Cruelty-Free Demands Are Changing The Beauty Game

Around four years ago I went vegan. Not immediately and definitely not without mistakes, but I really wanted to begin living my life with as little animal cruelty as possible. Plus, I just like vegetables. It wasn’t until at least a year into my vegan journey that I began questioning how other aspects of ethics intersect, specifically, how the cosmetics industry treats animals. Now, I won’t get graphic (there’s more than enough grossness on the internet). A 2015 study from the US National Institute of Health shows that animal testing is not nearly as effective as we thought. In the beauty industry, companies are finding closer genetic accuracy using methods of in vitro testing and artificial human skin to test their products, rather than animals. The Human Society estimates there are around 50 scientifically-backed ways of testing these products without the use of animal cruelty. As these methods become more accessible, cruelty-free cosmetics have become more affordable now more than ever. Conscious consumerism has been on the rise for several years now. When shoppers choose to put their money into products that explicitly state a cruelty-free status, companies take note.


blue eyed cat aesthetic
Photo by Florian Olivo from Unsplash

What actually is “cruelty-free”?

First, it’s important to note that the term “cruelty-free” isn’t exactly legally defined as well as it could be. The general definition is that by using the term cruelty-free, it means that this product hasn’t been tested on animals. However, this definition, while seemingly straightforward, actually has loopholes. Take OGX Organix, for example. You’ve probably seen their products in aesthetically pleasing bottles all over your local drugstore. If you look on the back of the bottle, it says “not tested on animals,” which seems great! I bought these products for years thinking it was cruelty-free. Companies that specialize in cruelty-free product analysis say that that statement is misleading. Even though it says it wasn’t tested on animals, a company could be outsourcing to a third-party to do the testing on their behalf. Getting a third-party to test on animals means that the company can still sell their products in locations where animal testing is required by law (such as mainland China), while simultaneously printing a label that says “not tested on animals,” because technically, they didn’t. Sneaky, huh? This is exactly what certain companies will do in order to appeal to the conscious consumer. In order for a company to truly be “cruelty-free,” it must meet certain standards. Organizations like The Leaping Bunny, Choose Cruelty-Free, PETA and The Vegan Society all perform rigorous checks on cosmetics companies to ensure a cruelty-free certification. If the company does not test on animals during any part of the process, nor do they outsource to a third-party or don’t sell their products in places where animal testing is required by law, the company puts the testing organization’s logo on the pack of their product. Ever seen a label with a cute bunny? That’s probably The Leaping Bunny! It’s immediately recognizable. 
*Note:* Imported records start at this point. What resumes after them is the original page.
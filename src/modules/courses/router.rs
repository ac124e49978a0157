use crate::state::AppState;
use axum::{
    Router,
    routing::{delete, get, post, put},
};

use super::controller::{create_course, delete_course, get_course, list_courses, update_course};

pub fn init_courses_router() -> Router<AppState> {
    Router::new()
        .route("/enroll", post(create_course))
        .route("/getCourse", get(list_courses))
        .route("/getCourse/{id}", get(get_course))
        .route("/updateCourse/{id}", put(update_course))
        .route("/deleteCourse/{id}", delete(delete_course))
}
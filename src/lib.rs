pub mod config;
mod core;

use std::io::{self, BufReader};
use std::sync::Arc;

pub use crate::config::Config;
pub use crate::core::error::PtyError;

use crate::core::activity::ActivitySignal;
use crate::core::platform;
use crate::core::reader::NonblockingLineReader;
use crate::core::supervisor::Supervisor;

/// Entry point for the server binary.
///
/// Initializes logging, parses configuration from argv, installs
/// SIGINT/SIGTERM handlers, and runs the supervisor loop to completion over
/// stdin/stdout (§4.L).
pub fn run() {
    env_logger::Builder::from_env(env_logger::Env::default().default_filter_or("info")).init();

    let config = match Config::parse(std::env::args().skip(1)) {
        Ok(config) => config,
        Err(e) => {
            log::error!("invalid arguments: {e}");
            std::process::exit(2);
        }
    };
    log::info!("starting with chunk_size={}", config.chunk_size);
    if let Some(max) = config.max_sessions {
        log::info!("soft session cap: {max}");
    }

    let activity = Arc::new(ActivitySignal::new());
    let shutdown_requested = platform::install_shutdown_handler(activity.clone());

    let stdin = BufReader::new(io::stdin());
    let control = NonblockingLineReader::spawn(Box::new(stdin), activity.clone());

    let supervisor = Supervisor::new(
        control,
        activity,
        shutdown_requested,
        config.chunk_size,
        config.max_sessions,
        io::stdout(),
    );
    supervisor.run();
}
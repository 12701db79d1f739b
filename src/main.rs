fn main() {
    pty_host::run();
}
use thiserror::Error;

/// Typed failures raised by the core PTY machinery.
///
/// None of these ever cross the wire: per the protocol's error handling design,
/// every variant is caught at the dispatcher or supervisor boundary, logged,
/// and the server continues running. The enum exists so the logging is
/// precise, not so callers can recover programmatically from a specific case.
#[derive(Debug, Error)]
pub enum PtyError {
    #[error("failed to spawn child process: {0}")]
    Spawn(String),

    #[error("session {0} not found")]
    SessionNotFound(u32),

    #[error("write to session {0} failed: {1}")]
    Write(u32, String),

    #[error("resize failed: {0}")]
    Resize(String),

    #[error("failed to terminate child: {0}")]
    Terminate(String),

    #[error("session id counter overflowed u32::MAX")]
    IdOverflow,
}
use std::io::Write;
use std::sync::atomic::{AtomicBool, Ordering};
use std::sync::Arc;
use std::time::{Duration, Instant};

use super::activity::ActivitySignal;
use super::dispatcher::{DispatchOutcome, Dispatcher};
use super::events::EventEmitter;
use super::reader::NonblockingLineReader;
use super::registry::SessionRegistry;

/// Poll interval while draining sessions on shutdown — the same cadence
/// `platform::terminate`'s own grace-period poll uses.
const DRAIN_POLL_INTERVAL: Duration = Duration::from_millis(50);

/// Upper bound on how long shutdown will wait for a session that refuses to
/// die (e.g. stuck in uninterruptible sleep) before giving up on it and
/// reaping it anyway, so the process still exits.
const DRAIN_TIMEOUT: Duration = Duration::from_secs(10);

/// Drives the whole server: waits for activity, drains the control channel,
/// pumps at most one chunk of output per session per pass, reports write
/// credits, reaps dead sessions, and repeats (§4.J).
///
/// Single-threaded by design — the registry has exactly one owner, this
/// loop, so no session state needs locking once it's off the reader/writer
/// worker threads.
pub struct Supervisor<W: Write> {
    activity: Arc<ActivitySignal>,
    shutdown_requested: Arc<AtomicBool>,
    control: NonblockingLineReader,
    dispatcher: Dispatcher,
    registry: SessionRegistry,
    emitter: EventEmitter<W>,
}

impl<W: Write> Supervisor<W> {
    #[allow(clippy::too_many_arguments)]
    pub fn new(
        control: NonblockingLineReader,
        activity: Arc<ActivitySignal>,
        shutdown_requested: Arc<AtomicBool>,
        chunk_size: usize,
        max_sessions: Option<usize>,
        out: W,
    ) -> Self {
        Self {
            dispatcher: Dispatcher::new(activity.clone(), chunk_size, max_sessions),
            activity,
            shutdown_requested,
            control,
            registry: SessionRegistry::new(),
            emitter: EventEmitter::new(out),
        }
    }

    /// Runs until the control channel hits EOF, a `terminate` command is
    /// processed, or SIGINT/SIGTERM arrives. Returns normally in all three
    /// cases (§4.J, §4.L, §6 exit status).
    pub fn run(mut self) {
        'outer: loop {
            self.activity.wait();

            if self.shutdown_requested.load(Ordering::SeqCst) {
                log::info!("shutdown signal received, terminating sessions");
                break;
            }

            // Steps 2-5 repeat without going back to `wait()` as long as
            // each pass produces work (§4.J step 6) — a burst of buffered
            // chunks must drain within this wakeup, not trickle out one per
            // unrelated future signal.
            loop {
                if self.drain_control() == DispatchOutcome::Stop {
                    break 'outer;
                }
                if self.control.is_eof() {
                    log::info!("control channel closed, shutting down");
                    break 'outer;
                }

                let did_work = self.pump_output() | self.pump_credits() | self.reap_dead();
                if !did_work {
                    break;
                }
            }
        }

        self.drain_and_exit();
    }

    fn drain_control(&mut self) -> DispatchOutcome {
        while let Some(line) = self.control.read() {
            let outcome = self
                .dispatcher
                .dispatch(&line, &mut self.registry, &mut self.emitter);
            if outcome == DispatchOutcome::Stop {
                return DispatchOutcome::Stop;
            }
        }
        DispatchOutcome::Continue
    }

    /// Takes at most one chunk from each session and emits it as `output`.
    /// Never drains a session's reader fully before moving to the next, so
    /// one chattery session can't starve the others within a pass (§4.J
    /// fairness rule).
    fn pump_output(&mut self) -> bool {
        let mut did_work = false;
        for session in self.registry.iter_mut() {
            if let Some(text) = session.take_output() {
                if !text.is_empty() {
                    self.emitter.output(session.id(), text);
                    did_work = true;
                }
            }
        }
        did_work
    }

    fn pump_credits(&mut self) -> bool {
        let mut did_work = false;
        for session in self.registry.iter() {
            let chars = session.drain_chars_written();
            if chars > 0 {
                self.emitter.output_written(session.id(), chars);
                did_work = true;
            }
        }
        did_work
    }

    /// Removes sessions whose child has exited, emitting `closed` for each.
    ///
    /// Reaping is gated on process liveness alone, not on the reader
    /// reaching EOF: a session whose permit stayed closed would otherwise
    /// never drain and could wedge the registry open forever after its
    /// child died.
    fn reap_dead(&mut self) -> bool {
        let dead_ids: Vec<u32> = self
            .registry
            .iter_mut()
            .filter(|s| !s.is_alive())
            .map(|s| s.id())
            .collect();

        let mut did_work = false;
        for id in dead_ids {
            if let Some(session) = self.registry.remove(id) {
                session.join_reader();
                self.emitter.closed(id);
                did_work = true;
            }
        }
        did_work
    }

    /// Terminates every still-running session, then pumps output/credits and
    /// reaps sessions — emitting `closed` for each — until the registry is
    /// empty, so every open session gets its `closed` event before the
    /// process exits (§4.H `terminate`'s fan-out, §8 property 1). Reached
    /// from all three shutdown paths: an explicit `terminate` command (whose
    /// sessions the dispatcher has already terminated and opened the valve
    /// on), control-channel EOF, and SIGINT/SIGTERM — the latter two haven't
    /// terminated anything yet, so this does it here.
    fn drain_and_exit(&mut self) {
        for session in self.registry.iter_mut() {
            if session.is_alive() {
                if let Err(e) = session.terminate() {
                    log::warn!("failed to terminate session {} on shutdown: {e}", session.id());
                }
            }
            // Open the valve so any output still sitting behind a dying
            // child can drain before it's reaped, rather than being
            // discarded (idempotent if `terminate` already did this).
            session.drain_permit();
        }

        let start = Instant::now();
        while !self.registry.is_empty() {
            let did_work = self.pump_output() | self.pump_credits() | self.reap_dead();
            if self.registry.is_empty() {
                break;
            }
            if !did_work {
                if start.elapsed() > DRAIN_TIMEOUT {
                    log::error!(
                        "timed out waiting for {} session(s) to exit; reaping anyway",
                        self.registry.ids().len()
                    );
                    for id in self.registry.ids() {
                        if let Some(session) = self.registry.remove(id) {
                            session.join_reader();
                            self.emitter.closed(id);
                        }
                    }
                    break;
                }
                std::thread::sleep(DRAIN_POLL_INTERVAL);
            }
        }
    }
}
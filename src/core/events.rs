use std::io::Write;

use serde::Serialize;

/// The four outbound event shapes defined in §4.I, each serialized as a
/// single newline-terminated JSON object.
#[derive(Debug, Serialize)]
#[serde(tag = "type")]
pub enum Event {
    #[serde(rename = "created")]
    Created { id: u32 },
    #[serde(rename = "output")]
    Output { id: u32, data: String },
    #[serde(rename = "output-written")]
    OutputWritten { id: u32, chars: u32 },
    #[serde(rename = "closed")]
    Closed { id: u32 },
}

/// Serializes events to the controller channel, one per line, flushed
/// immediately so the controller never waits behind this process's stdio
/// buffering (§4.I, §6).
pub struct EventEmitter<W: Write> {
    out: W,
}

impl<W: Write> EventEmitter<W> {
    pub fn new(out: W) -> Self {
        Self { out }
    }

    pub fn created(&mut self, id: u32) {
        self.emit(&Event::Created { id });
    }

    pub fn output(&mut self, id: u32, data: String) {
        self.emit(&Event::Output { id, data });
    }

    pub fn output_written(&mut self, id: u32, chars: u32) {
        self.emit(&Event::OutputWritten { id, chars });
    }

    pub fn closed(&mut self, id: u32) {
        self.emit(&Event::Closed { id });
    }

    fn emit(&mut self, event: &Event) {
        let line = match serde_json::to_string(event) {
            Ok(line) => line,
            Err(e) => {
                log::error!("failed to serialize event: {e}");
                return;
            }
        };
        if let Err(e) = writeln!(self.out, "{line}") {
            log::error!("failed to write event: {e}");
            return;
        }
        if let Err(e) = self.out.flush() {
            log::error!("failed to flush event: {e}");
        }
    }
}

#[cfg(test)]
mod tests {
    use super::*;

    #[test]
    fn events_serialize_to_one_line_each_with_the_documented_fields() {
        let mut buf = Vec::new();
        {
            let mut emitter = EventEmitter::new(&mut buf);
            emitter.created(1);
            emitter.output(1, "hi\n".to_string());
            emitter.output_written(1, 2);
            emitter.closed(1);
        }
        let text = String::from_utf8(buf).unwrap();
        let lines: Vec<&str> = text.lines().collect();
        assert_eq!(lines.len(), 4);
        assert_eq!(lines[0], r#"{"type":"created","id":1}"#);
        assert_eq!(lines[1], r#"{"type":"output","id":1,"data":"hi\n"}"#);
        assert_eq!(lines[2], r#"{"type":"output-written","id":1,"chars":2}"#);
        assert_eq!(lines[3], r#"{"type":"closed","id":1}"#);
    }
}
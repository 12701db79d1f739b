use std::collections::VecDeque;
use std::io::Write;
use std::sync::{Arc, Condvar, Mutex};
use std::thread::JoinHandle;

use super::activity::ActivitySignal;
use super::error::PtyError;

struct State {
    pending: VecDeque<String>,
    credits: VecDeque<u32>,
}

/// Background writer of a queue of strings to one file object.
///
/// Each accepted string is written in full before the next is started
/// (write-submission order is preserved), and produces exactly one credit —
/// the string's length in UTF-16 code units, the unit the controller uses
/// for its own buffer accounting (§4.D). Using UTF-8 byte length or Unicode
/// scalar-value count here would desynchronize flow control from the
/// controller's bookkeeping.
pub struct NonblockingWriter {
    state: Arc<Mutex<State>>,
    condvar: Arc<Condvar>,
    worker: Mutex<Option<JoinHandle<()>>>,
}

impl NonblockingWriter {
    /// `session_id` is used only to label errors logged from the worker
    /// thread (§4.M `PtyError::Write`); the writer itself has no notion of
    /// sessions.
    pub fn spawn(
        session_id: u32,
        mut sink: Box<dyn Write + Send>,
        activity: Arc<ActivitySignal>,
    ) -> Self {
        let state = Arc::new(Mutex::new(State {
            pending: VecDeque::new(),
            credits: VecDeque::new(),
        }));
        let condvar = Arc::new(Condvar::new());

        let worker_state = state.clone();
        let worker_condvar = condvar.clone();
        let handle = std::thread::Builder::new()
            .name("pty-writer".to_string())
            .spawn(move || loop {
                let string = {
                    let mut guard = worker_state.lock().unwrap_or_else(|e| e.into_inner());
                    while guard.pending.is_empty() {
                        guard = worker_condvar.wait(guard).unwrap_or_else(|e| e.into_inner());
                    }
                    guard.pending.pop_front().expect("just checked non-empty")
                };

                // Treated as EOF for this direction (§7): the session will
                // be reaped and its `closed` event emitted once its child
                // is observed not alive, without retry.
                if let Err(e) = sink.write_all(string.as_bytes()) {
                    log::warn!("{}", PtyError::Write(session_id, e.to_string()));
                    break;
                }
                if let Err(e) = sink.flush() {
                    log::warn!("{}", PtyError::Write(session_id, e.to_string()));
                    break;
                }

                let chars = utf16_code_unit_len(&string);
                {
                    let mut guard = worker_state.lock().unwrap_or_else(|e| e.into_inner());
                    guard.credits.push_back(chars);
                }
                activity.signal();
            })
            .expect("failed to spawn PTY writer thread");

        Self {
            state,
            condvar,
            worker: Mutex::new(Some(handle)),
        }
    }

    /// Enqueues `s` for writing. Returns immediately; the write happens on
    /// the worker thread.
    pub fn write(&self, s: String) {
        let mut guard = self.state.lock().unwrap_or_else(|e| e.into_inner());
        guard.pending.push_back(s);
        self.condvar.notify_one();
    }

    /// Returns and removes the oldest credit, or `None` if there is none.
    pub fn next_chars_written(&self) -> Option<u32> {
        let mut guard = self.state.lock().unwrap_or_else(|e| e.into_inner());
        guard.credits.pop_front()
    }

    pub fn join(&self) {
        if let Some(handle) = self.worker.lock().unwrap_or_else(|e| e.into_inner()).take() {
            let _ = handle.join();
        }
    }
}

/// The number of 16-bit units `s` would occupy when encoded as UTF-16 —
/// equal to the code-point count except that characters outside the Basic
/// Multilingual Plane consume two units (a surrogate pair).
pub fn utf16_code_unit_len(s: &str) -> u32 {
    s.encode_utf16().count() as u32
}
Facial oil with rose petals
Photo by Karolina Grabowska from Pexels

Affordability means accessibility

If you’re anything like me, you find Sephora to be overwhelming. I’m looking more towards the price tag than the brand. It used to be impossible to find certified cruelty-free products in the drugstore. Cruelty-free used to be a hurdle that only the wealthy could leap over. Over the last decade, consumer demands have been pushing for more ethically-sound business. In 2004, the EU banned any form of animal testing on cosmetics throughout the entire continent. In 2013, they took it one step further, banning the import of any products tested on animals. This only happened because voters and consumers saw cruelty in the industry and demanded change from their legislators. CoverGirl announcing its cruelty-free status in 2018 was a huge milestone, and other brands took notice. By announcing that it had ceased all animal testing around the world, it sent two huge messages. First, that consumer consciousness is very real and will put their money where their mouth is. Secondly, that being cruelty-free doesn’t have to come with the huge price markup that we’re used to from luxury brands. Soon after, Dove became certified cruelty-free, too. Other drugstore favourites like Pacifica, NYX, Garnier, GOSH, Makeup Revolution, Milani, Annabelle, Shea Moisture, and St. Ive’s also have earned cruelty-free certification while keeping their staple affordability. 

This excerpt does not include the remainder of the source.